--- Data to examine ---

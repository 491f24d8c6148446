//! CSV 流式导出

use actix_web::{HttpResponse, web};
use bytes::Bytes;
use chrono::Utc;
use csv::WriterBuilder;
use futures_util::stream::{self, Stream, StreamExt};
use serde::Serialize;
use std::fmt::Display;
use std::pin::Pin;
use std::sync::Arc;
use tracing::{debug, error, info, warn};

use crate::api::middleware::TenantContext;
use crate::services::StatsService;

use super::helpers::error_from_attributor;
use super::stats::build_scope;
use super::types::StatsQuery;

/// UTF-8 BOM，Excel 打开时按 UTF-8 识别
pub const UTF8_BOM: &[u8] = b"\xEF\xBB\xBF";

/// 导出表头，与 `ExportRow` 的字段名保持一致
pub const EXPORT_HEADER: [&str; 8] = [
    "Event ID",
    "Date",
    "Type",
    "Ref Code",
    "Coupon",
    "Revenue",
    "Influencer",
    "Campaign",
];

type BatchStream<T, E> = Pin<Box<dyn Stream<Item = Result<Vec<T>, E>> + Send + 'static>>;

struct CsvState<T, E, F> {
    batches: BatchStream<T, E>,
    header_sent: bool,
    done: bool,
    count: usize,
    mapper: F,
}

fn header_chunk() -> Vec<u8> {
    let mut writer = WriterBuilder::new().from_writer(vec![]);
    // 写入内存不会失败
    let _ = writer.write_record(EXPORT_HEADER);
    writer.into_inner().unwrap_or_default()
}

/// 通用流式 CSV 响应体生成器
///
/// 第一个 chunk 是 BOM，随后是表头和各批次数据。
/// 数据源出错时追加一行 `# ERROR: ...` 并结束，不再拉取后续批次。
/// 响应体被丢弃（客户端断开）时上游分页流随之释放。
pub fn create_csv_stream<T, R, F, E>(
    batch_stream: BatchStream<T, E>,
    row_mapper: F,
    item_name: &'static str,
) -> impl Stream<Item = Result<Bytes, actix_web::Error>>
where
    T: Send + 'static,
    R: Serialize + Send + 'static,
    F: Fn(T) -> R + Send + Clone + 'static,
    E: Display + Send + 'static,
{
    let bom = stream::once(async { Ok::<_, actix_web::Error>(Bytes::from_static(UTF8_BOM)) });

    let body = stream::unfold(
        CsvState {
            batches: batch_stream,
            header_sent: false,
            done: false,
            count: 0,
            mapper: row_mapper,
        },
        move |mut state| async move {
            if state.done {
                return None;
            }

            match state.batches.next().await {
                Some(Ok(batch)) if batch.is_empty() => {
                    state.done = true;
                    if state.header_sent {
                        None
                    } else {
                        state.header_sent = true;
                        Some((Ok(Bytes::from(header_chunk())), state))
                    }
                }
                Some(Ok(batch)) => {
                    let batch_len = batch.len();
                    let with_header = !state.header_sent;
                    let mapper = state.mapper.clone();

                    // CSV 序列化放到 blocking 线程池
                    let csv_result = tokio::task::spawn_blocking(move || {
                        let mut csv_writer = WriterBuilder::new()
                            .has_headers(with_header)
                            .from_writer(vec![]);

                        let mut serialize_errors = 0usize;
                        for item in batch {
                            if let Err(e) = csv_writer.serialize(mapper(item)) {
                                error!("Failed to serialize CSV row: {}", e);
                                serialize_errors += 1;
                            }
                        }

                        (csv_writer.into_inner(), serialize_errors)
                    })
                    .await;

                    match csv_result {
                        Ok((Ok(chunk), serialize_errors)) => {
                            state.count += batch_len;
                            state.header_sent = true;

                            if with_header {
                                info!(
                                    "Export stream: sent CSV header + {} {}",
                                    batch_len, item_name
                                );
                            } else {
                                debug!(
                                    "Export stream: sent batch of {} {} (total: {})",
                                    batch_len, item_name, state.count
                                );
                            }
                            if serialize_errors > 0 {
                                warn!(
                                    "Export stream: {} serialize errors in this batch",
                                    serialize_errors
                                );
                            }

                            Some((Ok(Bytes::from(chunk)), state))
                        }
                        Ok((Err(e), _)) => {
                            error!("Failed to finalize CSV writer: {}", e.error());
                            state.done = true;
                            Some((
                                Err(actix_web::error::ErrorInternalServerError(
                                    "CSV generation error",
                                )),
                                state,
                            ))
                        }
                        Err(e) => {
                            error!("Blocking task panicked: {}", e);
                            state.done = true;
                            Some((
                                Err(actix_web::error::ErrorInternalServerError(
                                    "CSV task failed",
                                )),
                                state,
                            ))
                        }
                    }
                }
                Some(Err(e)) => {
                    error!(
                        "Export stream error at ~{} {}: {}",
                        state.count, item_name, e
                    );
                    let mut chunk = if state.header_sent {
                        Vec::new()
                    } else {
                        header_chunk()
                    };
                    chunk.extend_from_slice(format!("# ERROR: {}\n", e).as_bytes());
                    state.header_sent = true;
                    state.done = true;
                    Some((Ok(Bytes::from(chunk)), state))
                }
                None => {
                    state.done = true;
                    if state.header_sent {
                        info!(
                            "Export stream completed: {} {} exported",
                            state.count, item_name
                        );
                        None
                    } else {
                        state.header_sent = true;
                        Some((Ok(Bytes::from(header_chunk())), state))
                    }
                }
            }
        },
    );

    bom.chain(body)
}

/// GET /stats/export
pub async fn export_events(
    tenant: TenantContext,
    query: web::Query<StatsQuery>,
    stats: web::Data<Arc<StatsService>>,
) -> HttpResponse {
    let scope = match build_scope(&tenant, &query) {
        Ok(scope) => scope,
        Err(e) => return error_from_attributor(&e),
    };

    let csv_stream = create_csv_stream(stats.export(scope), |row| row, "events");

    let filename = format!(
        "attribution_export_{}.csv",
        Utc::now().format("%Y%m%d_%H%M%S")
    );
    info!("API: starting streaming export to {}", filename);

    HttpResponse::Ok()
        .content_type("text/csv; charset=utf-8")
        .insert_header((
            "Content-Disposition",
            format!("attachment; filename=\"{}\"", filename),
        ))
        .streaming(csv_stream)
}

#[cfg(test)]
mod tests {
    use super::*;
    use crate::errors::AttributorError;
    use std::sync::atomic::{AtomicUsize, Ordering};

    #[derive(Serialize)]
    struct Row {
        #[serde(rename = "Event ID")]
        id: i64,
    }

    async fn collect(
        batches: Vec<Result<Vec<i64>, AttributorError>>,
    ) -> (String, bool) {
        let source: BatchStream<i64, AttributorError> = Box::pin(stream::iter(batches));
        let chunks: Vec<_> = create_csv_stream(source, |id| Row { id }, "rows")
            .collect()
            .await;
        let had_error = chunks.iter().any(|c| c.is_err());
        let body: Vec<u8> = chunks
            .into_iter()
            .filter_map(|c| c.ok())
            .flat_map(|b| b.to_vec())
            .collect();
        (String::from_utf8(body).unwrap(), had_error)
    }

    #[tokio::test]
    async fn test_bom_header_and_rows() {
        let (body, had_error) = collect(vec![Ok(vec![1, 2]), Ok(vec![3])]).await;
        assert!(!had_error);
        assert!(body.starts_with('\u{feff}'));
        assert_eq!(body.trim_start_matches('\u{feff}'), "Event ID\n1\n2\n3\n");
    }

    #[tokio::test]
    async fn test_empty_export_still_has_header() {
        let (body, _) = collect(vec![]).await;
        assert_eq!(
            body.trim_start_matches('\u{feff}'),
            "Event ID,Date,Type,Ref Code,Coupon,Revenue,Influencer,Campaign\n"
        );
    }

    #[tokio::test]
    async fn test_error_line_ends_stream() {
        let (body, _) = collect(vec![
            Ok(vec![1]),
            Err(AttributorError::stats_query_failed("connection reset")),
            Ok(vec![2]),
        ])
        .await;
        let body = body.trim_start_matches('\u{feff}');
        assert!(body.starts_with("Event ID\n1\n# ERROR: "));
        assert!(body.contains("connection reset"));
        assert!(!body.contains("\n2\n"));
    }

    #[tokio::test]
    async fn test_dropping_body_stops_pulling_batches() {
        let pulled = Arc::new(AtomicUsize::new(0));
        let counter = Arc::clone(&pulled);
        // 无穷分页源，只有被拉取时才计数
        let source: BatchStream<i64, AttributorError> =
            Box::pin(stream::iter(0i64..).map(move |page| {
                counter.fetch_add(1, Ordering::SeqCst);
                Ok(vec![page])
            }));

        let mut body = Box::pin(create_csv_stream(source, |id| Row { id }, "rows"));

        let bom = body.next().await.unwrap().unwrap();
        assert_eq!(&bom[..], UTF8_BOM);
        assert_eq!(pulled.load(Ordering::SeqCst), 0);

        let first = body.next().await.unwrap().unwrap();
        assert_eq!(&first[..], b"Event ID\n0\n");
        assert_eq!(pulled.load(Ordering::SeqCst), 1);

        // 客户端断开：actix 丢弃响应体
        drop(body);
        assert_eq!(Arc::strong_count(&pulled), 1);
        assert_eq!(pulled.load(Ordering::SeqCst), 1);
    }
}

---

Work task
Looking at the records above, work out how many lines contain "Influencer". Give the number only.

Written answer
2